* _EXERCISE DETAILS_
If a line in the listing carries the word "stage", return a copy of that line.

Start of AVAILABLE DATA

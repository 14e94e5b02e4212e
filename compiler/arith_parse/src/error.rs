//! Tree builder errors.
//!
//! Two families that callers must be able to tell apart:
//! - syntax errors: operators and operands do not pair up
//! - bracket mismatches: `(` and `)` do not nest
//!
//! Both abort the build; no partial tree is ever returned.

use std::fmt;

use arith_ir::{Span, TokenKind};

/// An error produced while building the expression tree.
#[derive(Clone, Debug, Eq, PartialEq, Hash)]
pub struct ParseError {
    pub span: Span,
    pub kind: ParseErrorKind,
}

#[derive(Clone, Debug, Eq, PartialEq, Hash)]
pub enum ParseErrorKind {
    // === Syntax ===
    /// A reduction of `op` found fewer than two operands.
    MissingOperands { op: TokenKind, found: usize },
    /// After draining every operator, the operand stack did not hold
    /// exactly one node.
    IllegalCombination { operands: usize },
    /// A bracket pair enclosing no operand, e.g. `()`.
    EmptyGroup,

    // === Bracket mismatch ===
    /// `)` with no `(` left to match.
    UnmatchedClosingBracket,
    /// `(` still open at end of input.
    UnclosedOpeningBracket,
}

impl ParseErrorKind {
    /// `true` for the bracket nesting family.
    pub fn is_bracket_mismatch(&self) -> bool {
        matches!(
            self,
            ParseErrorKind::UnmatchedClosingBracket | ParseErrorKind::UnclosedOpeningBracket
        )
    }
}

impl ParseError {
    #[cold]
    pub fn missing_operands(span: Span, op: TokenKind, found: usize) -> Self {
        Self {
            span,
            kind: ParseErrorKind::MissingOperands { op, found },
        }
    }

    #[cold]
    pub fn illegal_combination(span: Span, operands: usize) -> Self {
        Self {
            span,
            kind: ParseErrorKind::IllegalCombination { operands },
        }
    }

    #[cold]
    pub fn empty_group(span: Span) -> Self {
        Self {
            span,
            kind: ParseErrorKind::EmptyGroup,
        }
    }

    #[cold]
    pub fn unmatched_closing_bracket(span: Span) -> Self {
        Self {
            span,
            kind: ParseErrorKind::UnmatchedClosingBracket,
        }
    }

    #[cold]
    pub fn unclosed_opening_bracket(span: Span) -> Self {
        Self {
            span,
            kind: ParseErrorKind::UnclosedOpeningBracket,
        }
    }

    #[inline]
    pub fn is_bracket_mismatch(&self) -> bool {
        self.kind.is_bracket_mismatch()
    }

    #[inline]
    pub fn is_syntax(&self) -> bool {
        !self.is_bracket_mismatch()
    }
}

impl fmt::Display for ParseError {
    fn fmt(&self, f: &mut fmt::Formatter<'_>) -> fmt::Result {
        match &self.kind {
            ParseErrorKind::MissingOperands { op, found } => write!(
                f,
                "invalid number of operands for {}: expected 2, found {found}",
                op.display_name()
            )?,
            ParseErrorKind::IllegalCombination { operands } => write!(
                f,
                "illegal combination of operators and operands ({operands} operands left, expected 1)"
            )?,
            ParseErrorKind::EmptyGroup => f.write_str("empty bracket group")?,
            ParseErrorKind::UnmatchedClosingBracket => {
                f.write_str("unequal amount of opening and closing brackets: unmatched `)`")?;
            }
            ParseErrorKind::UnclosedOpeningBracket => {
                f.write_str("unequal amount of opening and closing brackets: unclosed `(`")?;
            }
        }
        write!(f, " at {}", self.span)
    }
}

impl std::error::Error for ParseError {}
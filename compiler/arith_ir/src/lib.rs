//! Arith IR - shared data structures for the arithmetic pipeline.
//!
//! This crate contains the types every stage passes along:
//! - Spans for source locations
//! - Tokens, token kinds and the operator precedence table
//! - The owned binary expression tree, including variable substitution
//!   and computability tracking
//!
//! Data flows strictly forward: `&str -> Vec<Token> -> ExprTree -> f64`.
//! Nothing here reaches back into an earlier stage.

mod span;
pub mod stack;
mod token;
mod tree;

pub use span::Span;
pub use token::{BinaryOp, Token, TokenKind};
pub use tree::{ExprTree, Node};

End of AVAILABLE DATA

* _EXPECTED OUTPUT_
//! This crate contains the types every stage passes along:
//! Nothing here reaches back into an earlier stage.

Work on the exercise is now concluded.